Another future focus is to build nanostructured scaffolds for tissue engineering, stimuli-sensitive devices for drug delivery and tissue engineering, and physically targeted treatments for local administration of therapeutics (via the lung, eye or skin, for example).

The ESF 2005 report said cancer, neurodegenerative and cardiovascular diseases have been identified as the first priorities. Longer term priorities include the design of synthetic, bioresponsive systems for intracellular delivery of macromolecular therapeutics (synthetic vectors for gene therapy), and bioresponsive or self-regulated delivery systems including smart nanostructures such as biosensors that are coupled to the therapeutic delivery systems.

The ESF's 2005 report said: "It is clear that the contribution of nanotechnology will continue to grow in the future, and it is widely believed that effective delivery gene therapy and other macromolecular therapeutics will be realised only with the aid of multicomponent, nanosized delivery vectors."

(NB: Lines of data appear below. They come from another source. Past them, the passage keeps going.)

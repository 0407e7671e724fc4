pub mod ask;
pub mod health;
pub mod local;
pub mod serve;
//! Client-side session state: the coach conversation and a running quiz.
//!
//! Neither survives a restart. The chat history is replayed to the backend
//! on every turn, so the server stays stateless.

use std::sync::Arc;

use uuid::Uuid;

use crate::{
    Clock, Result,
    service::ServiceError,
    types::{ChatMessage, QuizQuestion, Role},
};

/// Opening line from the coach.
pub fn coach_greeting(user_name: &str) -> String {
    format!(
        "Hello {user_name}! I'm your AI Study Coach. Which topic are you finding difficult today? I can explain concepts, solve problems, or tell you a story to help you remember!"
    )
}

/// Ordered, in-memory tutoring conversation.
#[derive(Debug, Clone)]
pub struct ChatSession {
    user_name: String,
    clock: Arc<dyn Clock>,
    messages: Vec<ChatMessage>,
}

impl ChatSession {
    /// New session seeded with the coach greeting.
    pub fn new(user_name: impl Into<String>, clock: Arc<dyn Clock>) -> Self {
        let mut session = Self {
            user_name: user_name.into(),
            clock,
            messages: Vec::new(),
        };
        session.reset();
        session
    }

    fn push(&mut self, role: Role, text: impl Into<String>) -> &ChatMessage {
        let message = ChatMessage {
            id: Uuid::new_v4().to_string(),
            role,
            text: text.into(),
            timestamp: self.clock.now_millis(),
        };
        self.messages.push(message);
        &self.messages[self.messages.len() - 1]
    }

    pub fn push_user(&mut self, text: impl Into<String>) -> &ChatMessage {
        self.push(Role::User, text)
    }

    pub fn push_model(&mut self, text: impl Into<String>) -> &ChatMessage {
        self.push(Role::Model, text)
    }

    /// Record a failed turn as a model reply so roles keep alternating.
    pub fn push_failure(&mut self, err: impl std::fmt::Display) -> &ChatMessage {
        self.push(Role::Model, format!("**Error:** {err}"))
    }

    pub fn history(&self) -> &[ChatMessage] {
        &self.messages
    }

    /// Everything except the newest message, which is sent separately as
    /// `newMessage`.
    pub fn prior_history(&self) -> &[ChatMessage] {
        let end = self.messages.len().saturating_sub(1);
        &self.messages[..end]
    }

    /// Drop the conversation and start over with a fresh greeting.
    pub fn reset(&mut self) {
        self.messages.clear();
        let greeting = coach_greeting(&self.user_name);
        self.push(Role::Model, greeting);
    }
}

/// Result of answering the current question.
#[derive(Debug, Clone, Copy, PartialEq, Eq)]
pub enum Selection {
    Correct,
    Incorrect { correct_answer: usize },
    /// The question was already answered; the first choice stands.
    AlreadyAnswered,
}

/// A quiz being taken, one question at a time.
#[derive(Debug, Clone)]
pub struct QuizSession {
    questions: Vec<QuizQuestion>,
    current: usize,
    selected: Option<usize>,
    score: usize,
    finished: bool,
}

impl QuizSession {
    pub fn new(questions: Vec<QuizQuestion>) -> Self {
        let finished = questions.is_empty();
        Self {
            questions,
            current: 0,
            selected: None,
            score: 0,
            finished,
        }
    }

    /// The question being shown, if the quiz is still running.
    pub fn current(&self) -> Option<&QuizQuestion> {
        if self.finished {
            return None;
        }
        self.questions.get(self.current)
    }

    pub fn current_index(&self) -> usize {
        self.current
    }

    pub fn selected(&self) -> Option<usize> {
        self.selected
    }

    pub fn score(&self) -> usize {
        self.score
    }

    pub fn len(&self) -> usize {
        self.questions.len()
    }

    pub fn is_empty(&self) -> bool {
        self.questions.is_empty()
    }

    pub fn is_finished(&self) -> bool {
        self.finished
    }

    /// Answer the current question.
    pub fn select(&mut self, option: usize) -> Result<Selection> {
        let Some(question) = self.current() else {
            return Err(ServiceError::InvalidRequest {
                reason: "quiz is finished".to_string(),
            }
            .into());
        };
        if option >= question.options.len() {
            return Err(ServiceError::InvalidRequest {
                reason: format!(
                    "option {option} out of range (0..{})",
                    question.options.len()
                ),
            }
            .into());
        }
        if self.selected.is_some() {
            return Ok(Selection::AlreadyAnswered);
        }

        let correct_answer = question.correct_answer;
        self.selected = Some(option);
        if option == correct_answer {
            self.score += 1;
            Ok(Selection::Correct)
        } else {
            Ok(Selection::Incorrect { correct_answer })
        }
    }

    /// Move to the next question, or finish after the last one.
    pub fn next(&mut self) {
        if self.finished {
            return;
        }
        if self.current + 1 < self.questions.len() {
            self.current += 1;
            self.selected = None;
        } else {
            self.finished = true;
        }
    }
}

The report also called for new materials to be developed "for sensing multiple, complicated analytes in vitro, for applications in tissue engineering, regenerative medicine and 3D display of multiple biomolecular signals".

"Telemetrically controlled, functional, mobile in vivo sensors and devices are required, including construction of multifunctional, spatially ordered, architecturally varied systems for diagnosis and combined drug delivery (theranostics). The advancement of bioanalytical methods for single-molecule analysis was seen as a priority," the report said.

combating cancer

In March 2006, researchers at the Georgia Institute of Technology announced they had found a safer and more effective way to detect and kill cancer cells. By changing the shapes of gold nanospheres into cylindrical gold nanorods, they can detect malignant tumours hidden deep under the skin, like breast cancer, and selectively destroy them with lasers only half as powerful as before - without harming healthy cells.

A Georgia Tech report said that last year a father-and-son research team, Mostafa El-Sayed (director of the Laser Dyanamics Laboratory) and Ivan El-Sayed, showed that gold nanoparticles coated with a cancer antibody were very effective at binding to tumour cells.

When bound to the gold, the cancer cells scatter light, making it very easy to identify the noncancerous cells from the malignant ones. The nanoparticles also absorb the laser light more easily, so that the coated malignant cells only require half the laser energy to be killed compared with benign cells. This makes it relatively easy to ensure that only the malignant cells are being destroyed.

Now, the team has discovered that by changing the spheres into rods, they can lower the frequency to which the nanoparticles respond from the visible light spectrum used by the nanospheres to the near-infrared spectrum. Since these lasers can penetrate deeper under the skin than lasers in the visible spectrum, they can reach previously inaccessible tumours.

'For laser phototherapy treatment of skin cancer or, for diagnostic biopsies, the spheres are fine, but for phototherapy of cancer deep under the skin, like breast cancer, then one really needs to use the nanorods treatment,' says Professor El-Sayed.

Sticking with the various benefits of nanospheres and nanorods, US researchers have created nanorice, which combines the best properties of the two most optically useful nanoparticle shapes. Appropriately, the team was from Rice University in Texas.

As nanorice can be used to focus light on small regions of space, the scientists plan to attach grains to scanning probe microscopes.

Such nanoscale structures act as super-lenses that can amplify light waves and focus them to spot sizes far smaller than a wavelength of light. By moving the grains next to proteins and unmapped features on the surfaces of cells, they should get a far clearer picture.

It is hoped that nanorice will have the field intensities needed to characterise biomolecules such as proteins and DNA that adsorb on the particle.

Overall, there will probably not be a large mass market for nanomedicine for some years but the on-going commitment of small and large companies is a vital sign of confidence.